Когда он вернулся, я успел сделать несколько глотков кофе и немного остыл - как психологически, так и физически. Вид у Залесхоффа был серьезный.
- Что случилось?
Он протянул мне газету. Синеглазый носильщик не соврал - к моему описанию прибавили описание Залесхоффа. Предполагалось, что мы все еще в окрестностях Тревильо. Однако газета вышла несколько часов назад.
- Не понимаю, - сказал я, - каким образом это ухудшает наше положение.
- Не ухудшает. Но меня волнует то, о чем они не написали.
- Например?
- Там, внутри, кое-что может вас заинтересовать, - промолвил Залесхофф. - Третья страница, вторая колонка сверху.
Я нашел заметку, о которой он говорил. Короткий абзац под заголовком "Полиция предполагает самоубийство".
Там сообщалось следующее:
Милан, пятница.
Поздно вечером позади дома на Корсо ди Порта-Нуова была найдена женщина. Она получила серьезные травмы, по всей видимости, выпав из окна пятого этажа. По дороге в больницу женщина умерла. Слуга, Риккардо Фиабини, опознал в погибшей синьору Вагас, жену генерал-майора Дж. Л. Вагаса из Белграда, хорошо известного в музыкальных кругах. В данное время генерал находится за границей.

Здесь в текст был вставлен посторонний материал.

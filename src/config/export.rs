//! Export configuration (Pandoc path, PDF timeout, HTML styling).

use serde::Deserialize;

use super::error::ValidationError;

/// Configuration for the report export service.
#[derive(Debug, Clone, Deserialize)]
pub struct ExportConfig {
    /// Path to the Pandoc executable. Searches PATH when unset.
    #[serde(default)]
    pub pandoc_path: Option<String>,

    /// Timeout for PDF conversion, in seconds.
    #[serde(default = "default_pdf_timeout_secs")]
    pub pdf_timeout_secs: u64,

    /// Include default CSS styling in HTML output.
    #[serde(default = "default_include_css")]
    pub include_default_css: bool,
}

fn default_pdf_timeout_secs() -> u64 {
    30
}

fn default_include_css() -> bool {
    true
}

impl Default for ExportConfig {
    fn default() -> Self {
        Self {
            pandoc_path: None,
            pdf_timeout_secs: default_pdf_timeout_secs(),
            include_default_css: default_include_css(),
        }
    }
}

impl ExportConfig {
    /// Validates semantic constraints.
    pub fn validate(&self) -> Result<(), ValidationError> {
        if self.pdf_timeout_secs == 0 || self.pdf_timeout_secs > 600 {
            return Err(ValidationError::InvalidTimeout);
        }
        Ok(())
    }
}
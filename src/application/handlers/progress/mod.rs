//! Progress view query handlers.

mod get_content_progress;

pub use get_content_progress::{GetContentProgressHandler, GetContentProgressQuery};
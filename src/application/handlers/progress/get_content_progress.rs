//! GetContentProgressHandler - Query handler for the method and hymn
//! progress views.
//!
//! Fetches the full roster from the facade and runs the progress
//! aggregator over it.

use std::sync::Arc;

use crate::domain::foundation::StudentId;
use crate::domain::progress::{content_progress, ContentKind, ContentProgress, ProgressFilter};
use crate::ports::{ReaderError, StudentReader};

/// Query for one of the content progress views.
#[derive(Debug, Clone)]
pub struct GetContentProgressQuery {
    /// Which mastery list to aggregate.
    pub kind: ContentKind,
    /// Optional case-insensitive substring filter on the content key.
    pub key_contains: Option<String>,
    /// Optional restriction to a single student.
    pub student_id: Option<StudentId>,
}

/// Handler for the method/hymn progress views.
pub struct GetContentProgressHandler {
    students: Arc<dyn StudentReader>,
}

impl GetContentProgressHandler {
    pub fn new(students: Arc<dyn StudentReader>) -> Self {
        Self { students }
    }

    pub async fn handle(
        &self,
        query: GetContentProgressQuery,
    ) -> Result<Vec<ContentProgress>, ReaderError> {
        let students = self.students.list_students().await?;
        tracing::debug!(
            students = students.len(),
            kind = ?query.kind,
            "Aggregating content progress"
        );

        let filter = ProgressFilter {
            key_contains: query.key_contains,
            student_id: query.student_id,
        };
        Ok(content_progress(&students, query.kind, &filter))
    }
}
//! Dashboard statistics - headline counts over the student roster.

use std::collections::BTreeMap;

use serde::Serialize;

use crate::domain::student::Student;

/// Aggregate counts shown on the dashboard.
#[derive(Debug, Clone, PartialEq, Eq, Serialize)]
#[serde(rename_all = "camelCase")]
pub struct DashboardStats {
    pub total_students: usize,
    pub active_students: usize,
    pub orchestra_ready: usize,
    /// Student count per instrument name, in stable name order.
    pub students_by_instrument: BTreeMap<String, usize>,
}

impl DashboardStats {
    /// Computes stats from the full roster. Pure; recompute on every change.
    pub fn from_students(students: &[Student]) -> Self {
        let mut by_instrument: BTreeMap<String, usize> = BTreeMap::new();
        for student in students {
            *by_instrument.entry(student.instrument.clone()).or_insert(0) += 1;
        }

        Self {
            total_students: students.len(),
            active_students: students.iter().filter(|s| s.active).count(),
            orchestra_ready: students.iter().filter(|s| s.is_orchestra_ready).count(),
            students_by_instrument: by_instrument,
        }
    }
}

#[cfg(test)]
#[path = "stats_test.rs"]
mod stats_test;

Я поднял взгляд на Залесхоффа.
- Зачем она это сделала?
Он пожал плечами.
- Она была сумасшедшей, а когда Вагас уехал… Кто знает, что происходило у нее в голове. - Он умолк и посмотрел на меня. - О чем вы думаете? Хотите прислать венок?
- Нет, - медленно произнес я. - Пытаюсь представить, придет ли Риккардо на похороны.
* * *
Сразу после открытия магазинов мы купили все необходимое и в начале десятого сели в медленный "пассажирский" поезд до Виченцы, который прибыл туда в половине одиннадцатого. Из Виченцы автобусом вернулись в Травернелле, откуда на поезде доехали до Тревизо. Попытку запутать следы мы повторили в Кастельфранко, а потом в Казарсе. В Удине нам удалось попасть только вечером, в половине десятого.

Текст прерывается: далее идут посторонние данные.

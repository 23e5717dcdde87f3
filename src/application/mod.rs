//! Application layer - use case handlers over the domain and ports.

pub mod handlers;
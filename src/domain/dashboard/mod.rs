//! Dashboard read models.

mod stats;

pub use stats::DashboardStats;
//! Report export handlers.

mod export_student_report;
mod save_student_report;

pub use export_student_report::{
    ExportReportError, ExportStudentReportHandler, ExportStudentReportQuery,
};
pub use save_student_report::{SaveReportError, SaveStudentReportHandler, SaveStudentReportQuery};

Весь день я волновался. Вокзалы усиленно охранялись, и мы пребывали в постоянном страхе, что в любую минуту у нас потребуют документы. Моросивший с утра мелкий дождь скоро стих, стало солнечно и очень тепло. Отъезжая от станции, мы склоняли головы на грудь и засыпали, но каждый раз, вздрогнув, просыпались, когда поезд замедлял ход у светофора или на стрелке. От усталости глаза слезились и болели. Мои страдания усиливала пара очков с толстыми стеклами, которые Залесхофф купил на уличном прилавке; я практически ничего не видел, если смотрел не поверх, а сквозь них. Вдобавок ко всему у меня начался приступ изжоги. Залесхофф в одиночестве съел ленч из бумажного пакета. Единственным достоинством нашего путешествия стало то обстоятельство, что большую часть времени в купе мы были одни.

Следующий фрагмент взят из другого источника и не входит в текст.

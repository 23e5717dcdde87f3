//! Report Export Service Port - format conversion interface.
//!
//! Defines the contract for converting rendered markdown into downloadable
//! formats (PDF, HTML). The application layer depends on this trait; the
//! pulldown/Pandoc adapter provides the implementation.

use async_trait::async_trait;
use serde::{Deserialize, Serialize};
use thiserror::Error;

/// Port for exporting rendered reports to other formats.
///
/// # Contract
///
/// Implementations must:
/// - Convert valid markdown to the target format without altering content
/// - Report clear errors for conversion failures; callers surface them to
///   the user and may re-trigger the export, the service never retries
/// - Leave the input untouched
#[async_trait]
pub trait ReportExportService: Send + Sync {
    /// Converts markdown content to PDF bytes.
    ///
    /// # Errors
    ///
    /// Returns `ExportError` if conversion fails or the converter is
    /// unavailable.
    async fn to_pdf(&self, markdown: &str) -> Result<Vec<u8>, ExportError>;

    /// Converts markdown content to a complete HTML document.
    ///
    /// # Errors
    ///
    /// Returns `ExportError` if conversion fails.
    async fn to_html(&self, markdown: &str) -> Result<String, ExportError>;

    /// Checks whether the service can perform basic conversions.
    async fn is_available(&self) -> bool;
}

/// Export formats supported by the service.
#[derive(Debug, Clone, Copy, PartialEq, Eq, Hash, Serialize, Deserialize)]
#[serde(rename_all = "snake_case")]
pub enum ExportFormat {
    /// Raw markdown (no conversion needed).
    Markdown,
    /// PDF document.
    Pdf,
    /// HTML document.
    Html,
}

impl ExportFormat {
    /// Gets the MIME content type for this format.
    pub fn content_type(&self) -> &'static str {
        match self {
            ExportFormat::Markdown => "text/markdown; charset=utf-8",
            ExportFormat::Pdf => "application/pdf",
            ExportFormat::Html => "text/html; charset=utf-8",
        }
    }

    /// Gets the file extension for this format.
    pub fn extension(&self) -> &'static str {
        match self {
            ExportFormat::Markdown => "md",
            ExportFormat::Pdf => "pdf",
            ExportFormat::Html => "html",
        }
    }
}

impl std::fmt::Display for ExportFormat {
    fn fmt(&self, f: &mut std::fmt::Formatter<'_>) -> std::fmt::Result {
        match self {
            ExportFormat::Markdown => write!(f, "markdown"),
            ExportFormat::Pdf => write!(f, "pdf"),
            ExportFormat::Html => write!(f, "html"),
        }
    }
}

impl std::str::FromStr for ExportFormat {
    type Err = ExportError;

    fn from_str(s: &str) -> Result<Self, Self::Err> {
        match s.to_lowercase().as_str() {
            "markdown" | "md" => Ok(ExportFormat::Markdown),
            "pdf" => Ok(ExportFormat::Pdf),
            "html" | "htm" => Ok(ExportFormat::Html),
            _ => Err(ExportError::UnsupportedFormat(s.to_string())),
        }
    }
}

/// Exported document with content and download metadata.
#[derive(Debug, Clone, PartialEq, Eq)]
pub struct ExportedDocument {
    /// The exported content as bytes.
    pub content: Vec<u8>,
    /// The MIME content type.
    pub content_type: String,
    /// Deterministic filename for download.
    pub filename: String,
    /// The format that was used.
    pub format: ExportFormat,
}

impl ExportedDocument {
    /// Creates an exported document, deriving filename and content type
    /// from the file stem and format.
    pub fn new(content: Vec<u8>, file_stem: &str, format: ExportFormat) -> Self {
        Self {
            content,
            content_type: format.content_type().to_string(),
            filename: format!("{}.{}", file_stem, format.extension()),
            format,
        }
    }
}

/// Errors that can occur during export.
#[derive(Debug, Clone, Error)]
pub enum ExportError {
    #[error("Unsupported export format: {0}")]
    UnsupportedFormat(String),

    #[error("Export service unavailable: {0}")]
    ServiceUnavailable(String),

    #[error("Conversion failed: {0}")]
    ConversionFailed(String),

    #[error("Conversion timed out after {0}s")]
    Timeout(u64),
}

impl ExportError {
    /// Creates a service unavailable error.
    pub fn service_unavailable(message: impl Into<String>) -> Self {
        ExportError::ServiceUnavailable(message.into())
    }

    /// Creates a conversion failure error.
    pub fn conversion_failed(message: impl Into<String>) -> Self {
        ExportError::ConversionFailed(message.into())
    }
}

// ════════════════════════════════════════════════════════════════════════
// Tests
// ════════════════════════════════════════════════════════════════════════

В Удине мы оставили чемоданы в камере хранения.
- Уже готовы что-нибудь съесть? - спросил Залесхофф, когда мы устало брели с вокзала.
- Можно попробовать омлет.
- Тогда пойдем поищем местечко, где нас покормят. Не спешите, у нас масса времени.
Я застонал.
- А если найти маленькую неприметную гостиницу, где можно провести ночь, не предъявляя паспортов? Конечно, мы сегодня пару раз дремали, однако мне позарез нужна кровать. Спина болит так, словно в ней просверлили дыру.
- У меня тоже. Но вы прекрасно знаете: чем неприметнее гостиница, тем больше шуму там поднимают из-за паспортов. Хотя если вам известно такое место, идемте. В противном случае… - Он пожал плечами. - Сегодня мы потратили много денег на разные разности. Нужно дождаться утра, когда откроются банки, а иначе мы окажемся на мели.
- Наверное, полиция…
- Нет. У меня счет на другое имя в римском отделении Индустриального банка. Я попросил Тамару написать письмо в Рим от имени этого человека и попросить перевести деньги в местное отделение.
- Если я не ошибаюсь, ей придется подделать подпись.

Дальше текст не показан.